Loss of Products in Lipid Handling Procedures Compromises Accurate Analysis of Active Lipid Oxidation Pathways and Oxidation Extent

Multiple pathways that compete with the traditional free radical chain to generate products other than hydroperoxides and aldehydes have been increasingly recognized. This presents new challenges and incentives for tracking and comparing the evolution of more products, including epoxides, to assess lipid oxidation progress accurately. Significant discrepancies in the detection of epoxides in different laboratories led to the question of whether routine procedures used in handling lipids might cause loss of some types of products and thus skew views of active lipid oxidation pathways and oxidation extent.

To assess this possibility, synthetic standards of epoxides, aldehydes, and fatty acid methyl esters were dissolved in different solvents and carried through procedures used commonly in lipid extraction (manual, pressurized solvent extraction, Soxhlet, Bligh-Dyer), sample handling (filtration or separation through different media), and storage (three temperatures). These solutions were also mixed with microcrystalline cellulose to mimic food matrices and then extracted via Soxhlet and pressurized solvent extraction. Products were analyzed before and after procedures via gas chromatography with DB-5 and CP-Sil 88 columns and both normal phase and reserve phase high-performance liquid chromatography to quantitate loss and distinguish degradation of products from binding of products to media as sources of loss.

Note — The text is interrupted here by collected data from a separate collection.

//! The aggregate loss distribution returned by every aggregation method

use serde::{Deserialize, Serialize};

/// Cumulative distribution of the aggregate loss sampled at `nodes`
///
/// The deterministic methods return a regular grid `h * i`. Monte Carlo
/// returns the sorted unique simulated totals.
#[derive(Debug, Clone, PartialEq, Serialize, Deserialize)]
pub struct AggregateDistribution {
    pub cdf: Vec<f64>,
    pub nodes: Vec<f64>,
}

impl AggregateDistribution {
    pub fn new(cdf: Vec<f64>, nodes: Vec<f64>) -> Self {
        Self { cdf, nodes }
    }

    pub fn len(&self) -> usize {
        self.nodes.len()
    }

    pub fn is_empty(&self) -> bool {
        self.nodes.is_empty()
    }

    /// Probability mass at each node
    pub fn pmf(&self) -> Vec<f64> {
        let mut previous = 0.0;
        self.cdf
            .iter()
            .map(|&c| {
                let p = c - previous;
                previous = c;
                p
            })
            .collect()
    }

    /// Last cumulative probability
    pub fn total_mass(&self) -> f64 {
        self.cdf.last().copied().unwrap_or(0.0)
    }

    /// `P(S <= x)` as a right-continuous step function of the nodes
    pub fn cdf_at(&self, x: f64) -> f64 {
        let idx = self.nodes.partition_point(|&node| node <= x);
        if idx == 0 {
            0.0
        } else {
            self.cdf[idx - 1]
        }
    }

    /// Smallest node whose cumulative probability reaches `q`
    ///
    /// Falls back to the last node when the distribution never reaches `q`.
    pub fn ppf(&self, q: f64) -> f64 {
        let idx = self.cdf.partition_point(|&c| c < q);
        match self.nodes.get(idx) {
            Some(&node) => node,
            None => self.nodes.last().copied().unwrap_or(f64::NAN),
        }
    }

    pub fn mean(&self) -> f64 {
        self.moment_about(0.0, 1)
    }

    pub fn variance(&self) -> f64 {
        self.moment_about(self.mean(), 2)
    }

    pub fn std(&self) -> f64 {
        self.variance().sqrt()
    }

    pub fn skewness(&self) -> f64 {
        self.moment_about(self.mean(), 3) / self.std().powi(3)
    }

    /// Standard deviation over mean
    pub fn coeff_variation(&self) -> f64 {
        self.std() / self.mean()
    }

    fn moment_about(&self, center: f64, order: i32) -> f64 {
        self.nodes
            .iter()
            .zip(self.pmf())
            .map(|(x, p)| (x - center).powi(order) * p)
            .sum()
    }
}
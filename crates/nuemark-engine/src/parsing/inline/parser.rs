use crate::parsing::reflinks::parse_link_title;

use super::{
    cursor::Cursor,
    kinds::{CodeSpan, Emphasis, Link},
    types::{Token, plain_text},
};

/// Constructs tried at each position, in precedence order.
/// Code spans come first: they are raw zones.
const CONSTRUCTS: [fn(&mut Cursor<'_>) -> Option<Token>; 4] = [
    try_parse_code_span,
    try_parse_image,
    try_parse_link,
    try_parse_emphasis,
];

/// Tokenizes one line of inline content into a sequence of [`Token`]s.
///
/// Text between special constructs is emitted as `Token::Text`. Adjacent text
/// is merged, so a line without markup yields a single text token.
/// On failure every `try_parse_*` helper leaves the cursor untouched.
pub fn tokenize(s: &str) -> Vec<Token> {
    let mut cur = Cursor::new(s);
    let mut out = vec![];
    let mut text = String::new();

    fn flush_text(out: &mut Vec<Token>, text: &mut String) {
        if !text.is_empty() {
            out.push(Token::Text(std::mem::take(text)));
        }
    }

    while !cur.eof() {
        if let Some(c) = try_parse_escape(&mut cur) {
            text.push(c);
            continue;
        }
        if let Some(token) = CONSTRUCTS.iter().find_map(|parse| parse(&mut cur)) {
            match token {
                Token::Text(s) => text.push_str(&s),
                token => {
                    flush_text(&mut out, &mut text);
                    out.push(token);
                }
            }
            continue;
        }
        if let Some(c) = cur.bump_char() {
            text.push(c);
        }
    }

    flush_text(&mut out, &mut text);
    out
}

/// `\*` and friends: a backslash before ASCII punctuation yields the literal.
fn try_parse_escape(cur: &mut Cursor<'_>) -> Option<char> {
    if cur.peek() != Some(Link::ESCAPE) {
        return None;
    }
    let next = cur.peek_at(1).filter(u8::is_ascii_punctuation)?;
    cur.bump_n(2);
    Some(next as char)
}

/// Parses a code span delimited by a backtick run of equal length.
///
/// An unclosed run is consumed as literal text so its ticks cannot open
/// a shorter span later on.
fn try_parse_code_span(cur: &mut Cursor<'_>) -> Option<Token> {
    if cur.peek() != Some(CodeSpan::TICK) {
        return None;
    }

    let n = cur.run_len(CodeSpan::TICK);
    let rest = cur.rest();
    match find_closing_ticks(rest.as_bytes(), n) {
        Some(close) => {
            let inner = &rest[n..close];
            cur.bump_n(close + n);
            Some(Token::Code(CodeSpan::normalize(inner).to_string()))
        }
        None => {
            cur.bump_n(n);
            Some(Token::Text(rest[..n].to_string()))
        }
    }
}

/// Finds the start of a closing run of exactly `n` ticks after the opening run.
fn find_closing_ticks(bytes: &[u8], n: usize) -> Option<usize> {
    let mut i = n;
    while i < bytes.len() {
        if bytes[i] != CodeSpan::TICK {
            i += 1;
            continue;
        }
        let run = bytes[i..].iter().take_while(|&&b| b == CodeSpan::TICK).count();
        if run == n {
            return Some(i);
        }
        i += run;
    }
    None
}

/// Returns the index of the delimiter matching the `open` byte at `s[0]`.
/// Delimiters inside code spans do not count.
fn matching_close(s: &str, open: u8, close: u8) -> Option<usize> {
    let bytes = s.as_bytes();
    let mut depth = 0usize;
    let mut i = 0;
    while i < bytes.len() {
        let b = bytes[i];
        if b == Link::ESCAPE {
            i += 2;
            continue;
        }
        if b == CodeSpan::TICK {
            let run = bytes[i..].iter().take_while(|&&b| b == CodeSpan::TICK).count();
            i += find_closing_ticks(&bytes[i..], run).map_or(run, |c| c + run);
            continue;
        }
        if b == open {
            depth += 1;
        } else if b == close {
            depth = depth.saturating_sub(1);
            if depth == 0 {
                return Some(i);
            }
        }
        i += 1;
    }
    None
}

/// Parses `![alt](src "title")`.
fn try_parse_image(cur: &mut Cursor<'_>) -> Option<Token> {
    if !cur.starts_with(Link::IMAGE) {
        return None;
    }

    let bracket = &cur.rest()[1..];
    let close = matching_close(bracket, Link::OPEN, Link::CLOSE)?;
    let after = &bracket[close + 1..];
    if after.as_bytes().first() != Some(&Link::TARGET_OPEN) {
        return None;
    }
    let target_close = matching_close(after, Link::TARGET_OPEN, Link::TARGET_CLOSE)?;

    let alt = plain_text(&tokenize(&bracket[1..close]));
    let target = parse_link_title(&after[1..target_close]);
    cur.bump_n(1 + close + 1 + target_close + 1);

    Some(Token::Image {
        alt,
        src: target.href,
        title: target.title,
    })
}

/// Parses explicit links and reference placeholders.
///
/// - `[label](href "title")` → `Link`
/// - `[label][key]` → `RefLink` with `key`
/// - `[label][]` and `[label]` → `RefLink` keyed by the label itself
fn try_parse_link(cur: &mut Cursor<'_>) -> Option<Token> {
    if cur.peek() != Some(Link::OPEN) {
        return None;
    }

    let rest = cur.rest();
    let close = matching_close(rest, Link::OPEN, Link::CLOSE)?;
    let label_src = &rest[1..close];
    if label_src.trim().is_empty() {
        return None;
    }
    let after = &rest[close + 1..];

    match after.as_bytes().first().copied() {
        Some(Link::TARGET_OPEN) => {
            if let Some(target_close) = matching_close(after, Link::TARGET_OPEN, Link::TARGET_CLOSE)
            {
                let target = parse_link_title(&after[1..target_close]);
                cur.bump_n(close + 1 + target_close + 1);
                return Some(Token::Link {
                    label: tokenize(label_src),
                    href: target.href,
                    title: target.title,
                });
            }
        }
        Some(Link::OPEN) => {
            if let Some(key_close) = after.find(Link::CLOSE as char) {
                let key = after[1..key_close].trim();
                let key = if key.is_empty() { label_src.trim() } else { key };
                let len = close + 1 + key_close + 1;
                let token = Token::RefLink {
                    label: tokenize(label_src),
                    key: key.to_string(),
                    raw: rest[..len].to_string(),
                };
                cur.bump_n(len);
                return Some(token);
            }
        }
        _ => {}
    }

    let len = close + 1;
    let token = Token::RefLink {
        label: tokenize(label_src),
        key: label_src.trim().to_string(),
        raw: rest[..len].to_string(),
    };
    cur.bump_n(len);
    Some(token)
}

/// Parses `***both***`, `**strong**`, `*em*` and their underscore forms,
/// longest run first.
fn try_parse_emphasis(cur: &mut Cursor<'_>) -> Option<Token> {
    let b = cur.peek()?;
    if b != Emphasis::STAR && b != Emphasis::UNDERSCORE {
        return None;
    }

    for delim in Emphasis::DELIMITERS {
        if delim[0] != b || !cur.starts_with(delim) {
            continue;
        }
        if let Some(token) = try_delimited(cur, delim) {
            return Some(token);
        }
    }
    None
}

fn try_delimited(cur: &mut Cursor<'_>, delim: &[u8]) -> Option<Token> {
    let n = delim.len();
    let rest = cur.rest();
    let word_bound = Emphasis::is_intraword_sensitive(delim);

    let first = rest[n..].chars().next()?;
    if first.is_whitespace() || first as u32 == delim[0] as u32 {
        return None;
    }
    if word_bound && cur.prev_char().is_some_and(char::is_alphanumeric) {
        return None;
    }

    let bytes = rest.as_bytes();
    let mut i = n;
    while i < bytes.len() {
        match bytes[i] {
            Link::ESCAPE => {
                i += 2;
                continue;
            }
            CodeSpan::TICK => {
                let run = bytes[i..].iter().take_while(|&&b| b == CodeSpan::TICK).count();
                i += find_closing_ticks(&bytes[i..], run).map_or(run, |c| c + run);
                continue;
            }
            b if b == delim[0] => {}
            _ => {
                i += 1;
                continue;
            }
        }

        let run = bytes[i..].iter().take_while(|&&b| b == delim[0]).count();
        // A doubled run inside single emphasis belongs to a nested strong span.
        if run < n || (n == 1 && run == 2) {
            i += run;
            continue;
        }
        let close = i + run - n;
        let inner = &rest[n..close];
        let before_ok = inner.chars().next_back().is_some_and(|c| !c.is_whitespace());
        let after_ok = !word_bound
            || rest[close + n..]
                .chars()
                .next()
                .is_none_or(|c| !c.is_alphanumeric());
        if !before_ok || !after_ok {
            i += run;
            continue;
        }

        let children = tokenize(inner);
        cur.bump_n(close + n);
        return Some(match n {
            3 => Token::Em(vec![Token::Strong(children)]),
            2 => Token::Strong(children),
            _ => Token::Em(children),
        });
    }
    None
}
/// Pipe table syntax: a header row, a separator row, then body rows.
pub struct TableSyntax;

impl TableSyntax {
    pub const PIPE: char = '|';

    /// A row is any non-blank line containing a pipe.
    pub fn is_row(line: &str) -> bool {
        !line.trim().is_empty() && line.contains(Self::PIPE)
    }

    /// `| --- | :-: |` style separator. Requires at least one pipe.
    pub fn is_separator(line: &str) -> bool {
        if !line.contains(Self::PIPE) {
            return false;
        }
        let cells = Self::split_cells(line);
        !cells.is_empty()
            && cells.iter().all(|cell| {
                let dashes = cell.trim_start_matches(':').trim_end_matches(':');
                !dashes.is_empty() && dashes.chars().all(|c| c == '-')
            })
    }

    /// Splits a row into trimmed cells. Outer pipes are optional; `\|` is a
    /// literal pipe inside a cell.
    pub fn split_cells(line: &str) -> Vec<String> {
        let t = line.trim();
        let t = t.strip_prefix(Self::PIPE).unwrap_or(t);
        let t = match t.strip_suffix(Self::PIPE) {
            Some(stripped) if !stripped.ends_with('\\') => stripped,
            _ => t,
        };

        let mut cells = vec![];
        let mut cell = String::new();
        let mut chars = t.chars().peekable();
        while let Some(c) = chars.next() {
            match c {
                '\\' if chars.peek() == Some(&Self::PIPE) => {
                    cell.push(Self::PIPE);
                    chars.next();
                }
                Self::PIPE => cells.push(std::mem::take(&mut cell).trim().to_string()),
                c => cell.push(c),
            }
        }
        cells.push(cell.trim().to_string());
        cells
    }
}

#[cfg(test)]
mod tests {
    use super::*;
    use pretty_assertions::assert_eq;
    use rstest::rstest;

    #[rstest]
    #[case("| --- | --- |", true)]
    #[case("---|:---:", true)]
    #[case("|:--|", true)]
    #[case("---", false)]
    #[case("| a | --- |", false)]
    #[case("| |", false)]
    fn recognizes_separator(#[case] line: &str, #[case] expected: bool) {
        assert_eq!(TableSyntax::is_separator(line), expected);
    }

    #[test]
    fn splits_cells() {
        assert_eq!(TableSyntax::split_cells("| a | b |"), vec!["a", "b"]);
        assert_eq!(TableSyntax::split_cells("a|b"), vec!["a", "b"]);
        assert_eq!(TableSyntax::split_cells(r"| a \| b | c |"), vec!["a | b", "c"]);
    }
}
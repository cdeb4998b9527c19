use std::ops::Range;

use crate::{
    error::{DocumentError, RenderError},
    parsing::{
        attrs::Attrs,
        blocks::Block,
        front_matter::{Meta, MetaParser, YamlMeta, extract_front_matter},
        inline::plain_text,
        lines::split_lines,
        parse_blocks,
        reflinks::{Reflinks, parse_link_title},
    },
    render::{RenderOptions, Renderer, create_heading_id, elem, html::escape},
    sections::{DEFAULT_SECTION_LEVEL, section_ranges},
};

/// Heading levels listed in the table of contents.
const TOC_LEVELS: [u8; 2] = [2, 3];

/// One parsed document.
///
/// Built once from source lines: front matter is split off, the remaining
/// lines are parsed into blocks and reflinks, and section boundaries are
/// computed. Blocks never change afterwards; [`Document::add_reflink`] is the
/// only mutation.
///
/// ```rust
/// # use nuemark_engine::{Document, RenderOptions};
/// let doc = Document::parse("---\ntitle: Hi\n---\n# Hello\n\nSee [docs].\n\n[docs]: /docs").unwrap();
/// assert_eq!(doc.title(), "Hello");
/// let html = doc.render(RenderOptions::default()).unwrap();
/// assert!(html.contains(r#"<a href="/docs">docs</a>"#));
/// ```
#[derive(Debug, Clone)]
pub struct Document {
    meta: Meta,
    blocks: Vec<Block>,
    reflinks: Reflinks,
    /// Block index ranges at [`DEFAULT_SECTION_LEVEL`], `None` if unsectioned.
    sections: Option<Vec<Range<usize>>>,
}

impl Document {
    /// Parses text with YAML front matter.
    pub fn parse(text: &str) -> Result<Self, DocumentError> {
        Self::from_lines(&split_lines(text), &YamlMeta)
    }

    pub fn from_lines(lines: &[String], meta_parser: &dyn MetaParser) -> Result<Self, DocumentError> {
        let (meta, body) =
            extract_front_matter(lines, meta_parser).map_err(DocumentError::FrontMatter)?;
        let (blocks, reflinks) = parse_blocks(body);
        let sections = section_ranges(&blocks, DEFAULT_SECTION_LEVEL);

        log::debug!(
            "parsed {} blocks, {} reflinks, {} sections",
            blocks.len(),
            reflinks.len(),
            sections.as_ref().map_or(0, Vec::len)
        );

        Ok(Self {
            meta,
            blocks,
            reflinks,
            sections,
        })
    }

    pub fn meta(&self) -> &Meta {
        &self.meta
    }

    pub fn blocks(&self) -> &[Block] {
        &self.blocks
    }

    pub fn reflinks(&self) -> &Reflinks {
        &self.reflinks
    }

    /// Text of the first level-1 heading, looking inside the first tag block
    /// when the top level has none. Empty if neither has one.
    pub fn title(&self) -> &str {
        let first_tag = self.blocks.iter().find_map(|block| match block {
            Block::Tag(tag) => Some(tag.blocks.as_slice()),
            _ => None,
        });
        find_title(&self.blocks)
            .or_else(|| first_tag.and_then(find_title))
            .unwrap_or("")
    }

    /// First line of the first paragraph.
    pub fn description(&self) -> Option<&str> {
        self.blocks.iter().find_map(|block| match block {
            Block::Content(lines) => lines.first().map(String::as_str),
            _ => None,
        })
    }

    pub fn sections(&self) -> Option<Vec<&[Block]>> {
        let ranges = self.sections.as_ref()?;
        Some(ranges.iter().map(|r| &self.blocks[r.clone()]).collect())
    }

    /// Registers a reflink after parsing. `href` may carry a `"title"`.
    pub fn add_reflink(&mut self, label: impl Into<String>, href: &str) {
        self.reflinks.insert(label, parse_link_title(href));
    }

    /// Renders the document. With `options.data.sections` set this is
    /// [`Document::render_sections`] with those classes.
    pub fn render(&self, mut options: RenderOptions<'_>) -> Result<String, RenderError> {
        match options.data.sections.take() {
            Some(classes) => self.render_sections(&classes, options),
            None => Renderer::new(&self.reflinks, options).render(&self.blocks),
        }
    }

    /// Wraps each section in `<section class="classes[i]">`. Blocks before the
    /// first section are not rendered. A document without sections renders
    /// in full.
    pub fn render_sections(
        &self,
        classes: &[String],
        options: RenderOptions<'_>,
    ) -> Result<String, RenderError> {
        let mut renderer = Renderer::new(&self.reflinks, options);
        let Some(sections) = self.sections() else {
            return renderer.render(&self.blocks);
        };

        let mut html = Vec::with_capacity(sections.len());
        for (i, blocks) in sections.into_iter().enumerate() {
            let class = classes.get(i).map_or("", String::as_str);
            let body = renderer.render(blocks)?;
            html.push(elem("section", &Attrs::from([("class", class)]), &body));
        }
        Ok(html.join("\n"))
    }

    /// `<div class="toc">` with one `<nav>` of level 2 and 3 heading links per
    /// section. An unsectioned document is one section.
    pub fn render_toc(&self) -> String {
        let groups = self
            .sections()
            .unwrap_or_else(|| vec![self.blocks.as_slice()]);
        let navs: Vec<String> = groups.into_iter().filter_map(render_nav).collect();
        elem("div", &Attrs::from([("class", "toc")]), &navs.join("\n"))
    }
}

fn find_title(blocks: &[Block]) -> Option<&str> {
    blocks
        .iter()
        .filter_map(Block::as_heading)
        .find(|h| h.level == 1)
        .map(|h| h.text.as_str())
        .filter(|text| !text.is_empty())
}

fn render_nav(blocks: &[Block]) -> Option<String> {
    let links: Vec<String> = blocks
        .iter()
        .filter_map(Block::as_heading)
        .filter(|h| TOC_LEVELS.contains(&h.level))
        .map(|h| {
            let id = h
                .attr
                .id()
                .map_or_else(|| create_heading_id(&h.text), str::to_string);
            let href = Attrs::from([("href", format!("#{id}"))]);
            elem("a", &href, &escape(&plain_text(&h.tokens)))
        })
        .collect();
    if links.is_empty() {
        return None;
    }
    Some(elem("nav", &Attrs::new(), &links.join("\n")))
}
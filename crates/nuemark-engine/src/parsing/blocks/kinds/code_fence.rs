use crate::parsing::{
    attrs::{Attrs, parse_attrs},
    blocks::types::CodeData,
};

#[derive(Debug, Clone, Copy, PartialEq, Eq)]
pub enum FenceKind {
    Backticks,
    Tildes,
}

/// An opening fence: its character, run length and info string.
#[derive(Debug, Clone, PartialEq, Eq)]
pub struct FenceSig {
    pub kind: FenceKind,
    pub len: usize,
    pub info: String,
}

/// Parsed info string: language name, attributes, render data.
#[derive(Debug, Clone, PartialEq, Eq)]
pub struct FenceInfo {
    pub name: String,
    pub attr: Attrs,
    pub data: CodeData,
}

pub struct CodeFence;

impl CodeFence {
    pub const BACKTICK: char = '`';
    pub const TILDE: char = '~';
    pub const MIN_LEN: usize = 3;
    /// Info-string flag that moves into [`CodeData::numbered`].
    pub const NUMBERED: &'static str = "numbered";

    pub fn sig(line: &str) -> Option<FenceSig> {
        let t = line.trim_start_matches(' ');
        if line.len() - t.len() > 3 {
            return None;
        }
        let (kind, ch) = match t.chars().next()? {
            Self::BACKTICK => (FenceKind::Backticks, Self::BACKTICK),
            Self::TILDE => (FenceKind::Tildes, Self::TILDE),
            _ => return None,
        };
        let len = t.chars().take_while(|&c| c == ch).count();
        if len < Self::MIN_LEN {
            return None;
        }
        let info = t[len..].trim();
        // A backtick info string may not contain backticks (`` ```x``` `` is inline code).
        if kind == FenceKind::Backticks && info.contains(Self::BACKTICK) {
            return None;
        }
        Some(FenceSig {
            kind,
            len,
            info: info.to_string(),
        })
    }

    /// A closing fence uses the same character, is at least as long as the
    /// opener and carries no info string.
    pub fn closes(open: &FenceSig, line: &str) -> bool {
        match Self::sig(line) {
            Some(sig) => sig.kind == open.kind && sig.len >= open.len && sig.info.is_empty(),
            None => false,
        }
    }

    /// Parses `js {.wide numbered}` style info strings. Braces are optional.
    pub fn info(info: &str) -> FenceInfo {
        let info = info.trim();
        let (name, rest) = match info.split_once(char::is_whitespace) {
            _ if info.starts_with(['{', '.', '#']) => ("", info),
            Some((name, rest)) => (name, rest),
            None => (info, ""),
        };
        let rest = rest.trim();
        let rest = rest
            .strip_prefix('{')
            .and_then(|r| r.strip_suffix('}'))
            .unwrap_or(rest);

        let mut attr = parse_attrs(rest);
        let numbered = attr
            .remove(Self::NUMBERED)
            .is_some_and(|v| v.is_truthy());

        FenceInfo {
            name: name.to_string(),
            attr,
            data: CodeData { numbered },
        }
    }
}
/// Characters of heading text considered for the slug.
pub const MAX_SOURCE_CHARS: usize = 32;

/// Slug for a heading: `"Hello, World!"` becomes `"hello-world"`.
///
/// Uses the first 32 characters with apostrophes removed; every run of
/// non-alphanumeric characters becomes a single hyphen. Ids are not made
/// unique.
///
/// Letters and digits are matched by Unicode class, not ASCII, so non-ASCII
/// letters survive: `"Ümlaut Über"` becomes `"ümlaut-über"`, not the
/// `"mlaut-ber"` an ASCII `[\W_]` slugger would give.
pub fn create_heading_id(text: &str) -> String {
    let mut id = String::new();
    for c in text.chars().take(MAX_SOURCE_CHARS).filter(|&c| c != '\'') {
        if c.is_alphanumeric() {
            id.extend(c.to_lowercase());
        } else if !id.ends_with('-') {
            id.push('-');
        }
    }
    let id = id.strip_prefix('-').unwrap_or(&id);
    id.strip_suffix('-').unwrap_or(id).to_string()
}
/// Code span inline type with owned delimiter constant.
///
/// Code spans are "raw zones": no other inline parsing occurs inside them.
pub struct CodeSpan;

impl CodeSpan {
    /// The backtick character that delimits code spans.
    pub const TICK: u8 = b'`';

    /// Strips one leading and one trailing space when both are present,
    /// so `` ` `x` ` `` can contain backticks next to the delimiters.
    pub fn normalize(inner: &str) -> &str {
        match inner.strip_prefix(' ').and_then(|s| s.strip_suffix(' ')) {
            Some(stripped) if !stripped.trim().is_empty() => stripped,
            _ => inner,
        }
    }
}
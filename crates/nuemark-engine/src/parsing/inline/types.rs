/// A parsed inline token.
///
/// Tokens own their text; reference placeholders stay unresolved until render
/// time so that definitions appearing later in the document still apply.
#[derive(Debug, Clone, PartialEq, Eq)]
pub enum Token {
    /// Plain text, unescaped.
    Text(String),
    /// A code span. Raw zone: its content is never tokenized.
    Code(String),
    /// `*text*` or `_text_`.
    Em(Vec<Token>),
    /// `**text**` or `__text__`.
    Strong(Vec<Token>),
    /// `[label](href "title")`.
    Link {
        label: Vec<Token>,
        href: String,
        title: Option<String>,
    },
    /// `![alt](src "title")`.
    Image {
        alt: String,
        src: String,
        title: Option<String>,
    },
    /// `[label][key]`, `[label][]` or shorthand `[key]`.
    RefLink {
        label: Vec<Token>,
        /// Reflink table key (case-sensitive).
        key: String,
        /// Source text, rendered verbatim when the key is unresolved.
        raw: String,
    },
}

impl Token {
    /// Concatenated plain text of this token and its children.
    pub fn plain_text(&self) -> String {
        match self {
            Token::Text(s) | Token::Code(s) => s.clone(),
            Token::Em(children) | Token::Strong(children) => plain_text(children),
            Token::Link { label, .. } | Token::RefLink { label, .. } => plain_text(label),
            Token::Image { alt, .. } => alt.clone(),
        }
    }
}

/// Concatenated plain text of a token sequence.
pub fn plain_text(tokens: &[Token]) -> String {
    tokens.iter().map(Token::plain_text).collect()
}
// Benchmark helper functions - Rust's dead code analysis doesn't understand
// that these are used by benchmark files in the same directory
// See: https://users.rust-lang.org/t/cargo-rustc-benches-awarnings/110111/2
#[allow(dead_code)]
pub fn generate_content(size: usize) -> String {
    let base = "## Section\n\nParagraph with *some* content and a [link][ref].\n\n- Bullet point\n  - Nested item\n- Another item\n\n```rust numbered\nfn example() {\n    println!(\"Hello\");\n}\n```\n\n| a | b |\n|---|---|\n| 1 | 2 |\n\n[ref]: /reference \"Reference\"\n\n";
    format!("---\ntitle: Benchmark\n---\n# Title\n\n{}", base.repeat(size))
}

#[allow(dead_code)]
pub fn generate_nested_tags(sections: usize, depth: usize) -> String {
    let mut content = String::new();

    for section in 0..sections {
        content.push_str(&format!("## Section {}\n\n", section));
        content.push_str(&generate_nested_tag(depth, 0));
        content.push('\n');
    }

    content
}

#[allow(dead_code)]
fn generate_nested_tag(remaining_depth: usize, indent: usize) -> String {
    if remaining_depth == 0 {
        return String::new();
    }

    let pad = " ".repeat(indent);
    let mut content = String::new();
    content.push_str(&format!("{pad}[box.level-{remaining_depth}]\n"));
    content.push_str(&format!("{pad}  Tag body with **strong** text.\n\n"));
    content.push_str(&format!("{pad}  > quoted line\n\n"));
    content.push_str(&generate_nested_tag(remaining_depth - 1, indent + 2));
    content
}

All procedures tested resulted in significant losses of the oxidation products tested. Notably, gravity filtration caused >50% losses of all products, especially at low concentrations, due to evaporation, binding to filters, and degradation. Vacuum filtration improved the recovery of short-chain epoxides and methyl esters from cellulose to ~75% and from glass fibers to 90%; recovery of aldehydes and long-chain epoxides was much lower. Soxhlet extractions accelerated thermal degradation. These observations remind us that sample handling contributes to the loss and degradation of lipid oxidation products, thereby compromising the accurate detection of lipid oxidation levels and interpretation of active pathways.